START Study material

//! Evidence collection with source-based scoring.
//!
//! Scoring:
//! - Base score by source kind (explicit 100, completed 70, free text 60, scheduled 50)
//! - Plausible timestamp: +10
//! - Completion timing: +10 within 24h of schedule, -15 beyond 72h
//! - Completion on a day with diary activity: +5
//! - Free text without an administration verb nearby: -20

use std::collections::{BTreeMap, BTreeSet};

use chrono::{DateTime, Utc};

use crate::calendar::{berlin_time_label, DayKey, DayRange};
use crate::models::{
    AdaptedRecords, CompletionSource, DiaryNote, DiarySource, DoseEvidence,
    EvidenceSourceKind, IntakeSource, ReminderSource,
};
use crate::registry::{DrugProfile, MentionContext};

/// Timestamps before 2000-01-01T00:00:00Z are treated as placeholders.
const PLACEHOLDER_EPOCH_FLOOR_SECS: i64 = 946_684_800;

/// Timestamps further than this past "now" are treated as placeholders.
const FAR_FUTURE_DAYS: i64 = 365;

const TIMESTAMP_BONUS: i32 = 10;
const ON_TIME_COMPLETION_BONUS: i32 = 10;
const LATE_COMPLETION_PENALTY: i32 = 15;
const DIARY_ACTIVITY_BONUS: i32 = 5;
const NO_CONTEXT_PENALTY: i32 = 20;

/// Completion within this many minutes of schedule counts as on time.
const ON_TIME_WINDOW_MINUTES: i64 = 24 * 60;

/// Completion further than this many minutes from schedule is penalized.
const LATE_WINDOW_MINUTES: i64 = 72 * 60;

/// Collects scored evidence for one drug.
pub struct EvidenceCollector<'a> {
    profile: &'a DrugProfile,
    range: &'a DayRange,
    now: DateTime<Utc>,
}

impl<'a> EvidenceCollector<'a> {
    pub fn new(profile: &'a DrugProfile, range: &'a DayRange, now: DateTime<Utc>) -> Self {
        Self { profile, range, now }
    }

    /// Gather evidence from every source, in source-rank order.
    pub fn collect(&self, records: &AdaptedRecords) -> Vec<DoseEvidence> {
        let mut evidence = Vec::new();

        for entry in &records.diary {
            evidence.extend(self.from_diary_entry(entry));
        }
        for intake in &records.intakes {
            evidence.extend(self.from_intake(intake));
        }
        let explicit_days: BTreeSet<DayKey> = evidence.iter().map(|e| e.day).collect();

        let reminders: BTreeMap<&str, &ReminderSource> = records
            .reminders
            .iter()
            .filter(|r| self.reminder_matches(r))
            .map(|r| (r.id.as_str(), r))
            .collect();
        let completed_ids: BTreeSet<&str> = records
            .completions
            .iter()
            .map(|c| c.reminder_id.as_str())
            .collect();

        for completion in &records.completions {
            if let Some(reminder) = reminders.get(completion.reminder_id.as_str()) {
                evidence.extend(self.from_completion(completion, reminder, &records.activity_days));
            }
        }

        for reminder in reminders.values() {
            if !completed_ids.contains(reminder.id.as_str()) {
                evidence.extend(self.from_scheduled(reminder));
            }
        }

        for note in &records.diary_notes {
            if !explicit_days.contains(&note.day) {
                evidence.extend(self.from_free_text(note));
            }
        }

        evidence
    }

    fn from_diary_entry(&self, entry: &DiarySource) -> Option<DoseEvidence> {
        if !self.range.contains(entry.day) {
            return None;
        }
        let medication = entry.medications.iter().find(|m| self.profile.matches_name(m))?;
        let source = EvidenceSourceKind::ExplicitRecord;
        Some(DoseEvidence {
            source,
            record_id: Some(entry.id.clone()),
            timestamp: entry.timestamp,
            day: entry.day,
            time_label: self.time_label(entry.timestamp.as_ref()).or_else(|| entry.time.clone()),
            score: source.base_score() + self.timestamp_bonus(entry.timestamp.as_ref()),
            annotation: Some(format!("diary: {}", medication)),
        })
    }

    fn from_intake(&self, intake: &IntakeSource) -> Option<DoseEvidence> {
        if !self.range.contains(intake.day) || !self.profile.matches_name(&intake.medication) {
            return None;
        }
        let source = EvidenceSourceKind::ExplicitRecord;
        Some(DoseEvidence {
            source,
            record_id: Some(intake.id.clone()),
            timestamp: intake.timestamp,
            day: intake.day,
            time_label: self.time_label(intake.timestamp.as_ref()),
            score: source.base_score() + self.timestamp_bonus(intake.timestamp.as_ref()),
            annotation: Some(format!("intake: {}", intake.medication)),
        })
    }

    fn from_completion(
        &self,
        completion: &CompletionSource,
        reminder: &ReminderSource,
        activity_days: &BTreeSet<DayKey>,
    ) -> Option<DoseEvidence> {
        if !self.range.contains(completion.completed_day) {
            return None;
        }
        let source = EvidenceSourceKind::CompletedReminder;
        let offset_minutes = (completion.completed_at - reminder.scheduled_at)
            .num_minutes()
            .abs();

        let mut score = source.base_score() + self.timestamp_bonus(Some(&completion.completed_at));
        if offset_minutes <= ON_TIME_WINDOW_MINUTES {
            score += ON_TIME_COMPLETION_BONUS;
        } else if offset_minutes > LATE_WINDOW_MINUTES {
            score -= LATE_COMPLETION_PENALTY;
        }
        if activity_days.contains(&completion.completed_day) {
            score += DIARY_ACTIVITY_BONUS;
        }

        Some(DoseEvidence {
            source,
            record_id: Some(reminder.id.clone()),
            timestamp: Some(completion.completed_at),
            day: completion.completed_day,
            time_label: self.time_label(Some(&completion.completed_at)),
            score,
            annotation: Some(format!(
                "reminder \"{}\" completed {}h after schedule",
                reminder.title,
                (completion.completed_at - reminder.scheduled_at).num_hours()
            )),
        })
    }

    fn from_scheduled(&self, reminder: &ReminderSource) -> Option<DoseEvidence> {
        // Not yet due
        if reminder.scheduled_at > self.now || !self.range.contains(reminder.scheduled_day) {
            return None;
        }
        let source = EvidenceSourceKind::ScheduledReminder;
        Some(DoseEvidence {
            source,
            record_id: Some(reminder.id.clone()),
            timestamp: Some(reminder.scheduled_at),
            day: reminder.scheduled_day,
            time_label: self.time_label(Some(&reminder.scheduled_at)),
            score: source.base_score() + self.timestamp_bonus(Some(&reminder.scheduled_at)),
            annotation: Some(format!("reminder \"{}\" scheduled, not completed", reminder.title)),
        })
    }

    fn from_free_text(&self, entry: &DiaryNote) -> Option<DoseEvidence> {
        if !self.range.contains(entry.day) {
            return None;
        }
        let context = self.profile.mention_context(&entry.notes)?;

        let source = EvidenceSourceKind::FreeTextMention;
        let mut score = source.base_score() + self.timestamp_bonus(entry.timestamp.as_ref());
        if context != MentionContext::Administration {
            score -= NO_CONTEXT_PENALTY;
        }

        Some(DoseEvidence {
            source,
            record_id: Some(entry.id.clone()),
            timestamp: entry.timestamp,
            day: entry.day,
            time_label: self.time_label(entry.timestamp.as_ref()).or_else(|| entry.time.clone()),
            score,
            annotation: Some(format!("note mention ({:?})", context).to_lowercase()),
        })
    }

    fn reminder_matches(&self, reminder: &ReminderSource) -> bool {
        self.profile.matches_any(&reminder.medications) || self.profile.matches_name(&reminder.title)
    }

    /// Whether a timestamp looks like a real recording time.
    pub fn is_plausible_timestamp(&self, timestamp: &DateTime<Utc>) -> bool {
        timestamp.timestamp() >= PLACEHOLDER_EPOCH_FLOOR_SECS
            && (*timestamp - self.now).num_days() <= FAR_FUTURE_DAYS
    }

    fn timestamp_bonus(&self, timestamp: Option<&DateTime<Utc>>) -> i32 {
        match timestamp {
            Some(ts) if self.is_plausible_timestamp(ts) => TIMESTAMP_BONUS,
            _ => 0,
        }
    }

    fn time_label(&self, timestamp: Option<&DateTime<Utc>>) -> Option<String> {
        timestamp
            .filter(|ts| self.is_plausible_timestamp(ts))
            .map(berlin_time_label)
    }
}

END Study material

# Task description
For every record above, print an exact copy.

# Task output
//! Evidence collection with source-based scoring.
//!
//! Scoring:
//! - Base score by source kind (explicit 100, completed 70, free text 60, scheduled 50)
//! - Plausible timestamp: +10
//! - Completion timing: +10 within 24h of schedule, -15 beyond 72h
//! - Completion on a day with diary activity: +5
//! - Free text without an administration verb nearby: -20

use std::collections::{BTreeMap, BTreeSet};

use chrono::{DateTime, Utc};

use crate::calendar::{berlin_time_label, DayKey, DayRange};
use crate::models::{
    AdaptedRecords, CompletionSource, DiaryNote, DiarySource, DoseEvidence,
    EvidenceSourceKind, IntakeSource, ReminderSource,
};
use crate::registry::{DrugProfile, MentionContext};

/// Timestamps before 2000-01-01T00:00:00Z are treated as placeholders.
const PLACEHOLDER_EPOCH_FLOOR_SECS: i64 = 946_684_800;

/// Timestamps further than this past "now" are treated as placeholders.
const FAR_FUTURE_DAYS: i64 = 365;

const TIMESTAMP_BONUS: i32 = 10;
const ON_TIME_COMPLETION_BONUS: i32 = 10;
const LATE_COMPLETION_PENALTY: i32 = 15;
const DIARY_ACTIVITY_BONUS: i32 = 5;
const NO_CONTEXT_PENALTY: i32 = 20;

/// Completion within this many minutes of schedule counts as on time.
const ON_TIME_WINDOW_MINUTES: i64 = 24 * 60;

/// Completion further than this many minutes from schedule is penalized.
const LATE_WINDOW_MINUTES: i64 = 72 * 60;

/// Collects scored evidence for one drug.
pub struct EvidenceCollector<'a> {
    profile: &'a DrugProfile,
    range: &'a DayRange,
    now: DateTime<Utc>,
}

impl<'a> EvidenceCollector<'a> {
    pub fn new(profile: &'a DrugProfile, range: &'a DayRange, now: DateTime<Utc>) -> Self {
        Self { profile, range, now }
    }

    /// Gather evidence from every source, in source-rank order.
    pub fn collect(&self, records: &AdaptedRecords) -> Vec<DoseEvidence> {
        let mut evidence = Vec::new();

        for entry in &records.diary {
            evidence.extend(self.from_diary_entry(entry));
        }
        for intake in &records.intakes {
            evidence.extend(self.from_intake(intake));
        }
        let explicit_days: BTreeSet<DayKey> = evidence.iter().map(|e| e.day).collect();

        let reminders: BTreeMap<&str, &ReminderSource> = records
            .reminders
            .iter()
            .filter(|r| self.reminder_matches(r))
            .map(|r| (r.id.as_str(), r))
            .collect();
        let completed_ids: BTreeSet<&str> = records
            .completions
            .iter()
            .map(|c| c.reminder_id.as_str())
            .collect();

        for completion in &records.completions {
            if let Some(reminder) = reminders.get(completion.reminder_id.as_str()) {
                evidence.extend(self.from_completion(completion, reminder, &records.activity_days));
            }
        }

        for reminder in reminders.values() {
            if !completed_ids.contains(reminder.id.as_str()) {
                evidence.extend(self.from_scheduled(reminder));
            }
        }

        for note in &records.diary_notes {
            if !explicit_days.contains(&note.day) {
                evidence.extend(self.from_free_text(note));
            }
        }

        evidence
    }

    fn from_diary_entry(&self, entry: &DiarySource) -> Option<DoseEvidence> {
        if !self.range.contains(entry.day) {
            return None;
        }
        let medication = entry.medications.iter().find(|m| self.profile.matches_name(m))?;
        let source = EvidenceSourceKind::ExplicitRecord;
        Some(DoseEvidence {
            source,
            record_id: Some(entry.id.clone()),
            timestamp: entry.timestamp,
            day: entry.day,
            time_label: self.time_label(entry.timestamp.as_ref()).or_else(|| entry.time.clone()),
            score: source.base_score() + self.timestamp_bonus(entry.timestamp.as_ref()),
            annotation: Some(format!("diary: {}", medication)),
        })
    }

    fn from_intake(&self, intake: &IntakeSource) -> Option<DoseEvidence> {
        if !self.range.contains(intake.day) || !self.profile.matches_name(&intake.medication) {
            return None;
        }
        let source = EvidenceSourceKind::ExplicitRecord;
        Some(DoseEvidence {
            source,
            record_id: Some(intake.id.clone()),
            timestamp: intake.timestamp,
            day: intake.day,
            time_label: self.time_label(intake.timestamp.as_ref()),
            score: source.base_score() + self.timestamp_bonus(intake.timestamp.as_ref()),
            annotation: Some(format!("intake: {}", intake.medication)),
        })
    }

    fn from_completion(
        &self,
        completion: &CompletionSource,
        reminder: &ReminderSource,
        activity_days: &BTreeSet<DayKey>,
    ) -> Option<DoseEvidence> {
        if !self.range.contains(completion.completed_day) {
            return None;
        }
        let source = EvidenceSourceKind::CompletedReminder;
        let offset_minutes = (completion.completed_at - reminder.scheduled_at)
            .num_minutes()
            .abs();

        let mut score = source.base_score() + self.timestamp_bonus(Some(&completion.completed_at));
        if offset_minutes <= ON_TIME_WINDOW_MINUTES {
            score += ON_TIME_COMPLETION_BONUS;
        } else if offset_minutes > LATE_WINDOW_MINUTES {
            score -= LATE_COMPLETION_PENALTY;
        }
        if activity_days.contains(&completion.completed_day) {
            score += DIARY_ACTIVITY_BONUS;
        }

        Some(DoseEvidence {
            source,
            record_id: Some(reminder.id.clone()),
            timestamp: Some(completion.completed_at),
            day: completion.completed_day,
            time_label: self.time_label(Some(&completion.completed_at)),
            score,
            annotation: Some(format!(
                "reminder \"{}\" completed {}h after schedule",
                reminder.title,
                (completion.completed_at - reminder.scheduled_at).num_hours()
            )),
        })
    }

    fn from_scheduled(&self, reminder: &ReminderSource) -> Option<DoseEvidence> {
        // Not yet due
        if reminder.scheduled_at > self.now || !self.range.contains(reminder.scheduled_day) {
            return None;
        }
        let source = EvidenceSourceKind::ScheduledReminder;
        Some(DoseEvidence {
            source,
            record_id: Some(reminder.id.clone()),
            timestamp: Some(reminder.scheduled_at),
            day: reminder.scheduled_day,
            time_label: self.time_label(Some(&reminder.scheduled_at)),
            score: source.base_score() + self.timestamp_bonus(Some(&reminder.scheduled_at)),
            annotation: Some(format!("reminder \"{}\" scheduled, not completed", reminder.title)),
        })
    }

    fn from_free_text(&self, entry: &DiaryNote) -> Option<DoseEvidence> {
        if !self.range.contains(entry.day) {
            return None;
        }
        let context = self.profile.mention_context(&entry.notes)?;

        let source = EvidenceSourceKind::FreeTextMention;
        let mut score = source.base_score() + self.timestamp_bonus(entry.timestamp.as_ref());
        if context != MentionContext::Administration {
            score -= NO_CONTEXT_PENALTY;
        }

        Some(DoseEvidence {
            source,
            record_id: Some(entry.id.clone()),
            timestamp: entry.timestamp,
            day: entry.day,
            time_label: self.time_label(entry.timestamp.as_ref()).or_else(|| entry.time.clone()),
            score,
            annotation: Some(format!("note mention ({:?})", context).to_lowercase()),
        })
    }

    fn reminder_matches(&self, reminder: &ReminderSource) -> bool {
        self.profile.matches_any(&reminder.medications) || self.profile.matches_name(&reminder.title)
    }

    /// Whether a timestamp looks like a real recording time.
    pub fn is_plausible_timestamp(&self, timestamp: &DateTime<Utc>) -> bool {
        timestamp.timestamp() >= PLACEHOLDER_EPOCH_FLOOR_SECS
            && (*timestamp - self.now).num_days() <= FAR_FUTURE_DAYS
    }

    fn timestamp_bonus(&self, timestamp: Option<&DateTime<Utc>>) -> i32 {
        match timestamp {
            Some(ts) if self.is_plausible_timestamp(ts) => TIMESTAMP_BONUS,
            _ => 0,
        }
    }

    fn time_label(&self, timestamp: Option<&DateTime<Utc>>) -> Option<String> {
        timestamp
            .filter(|ts| self.is_plausible_timestamp(ts))
            .map(berlin_time_label)
    }
}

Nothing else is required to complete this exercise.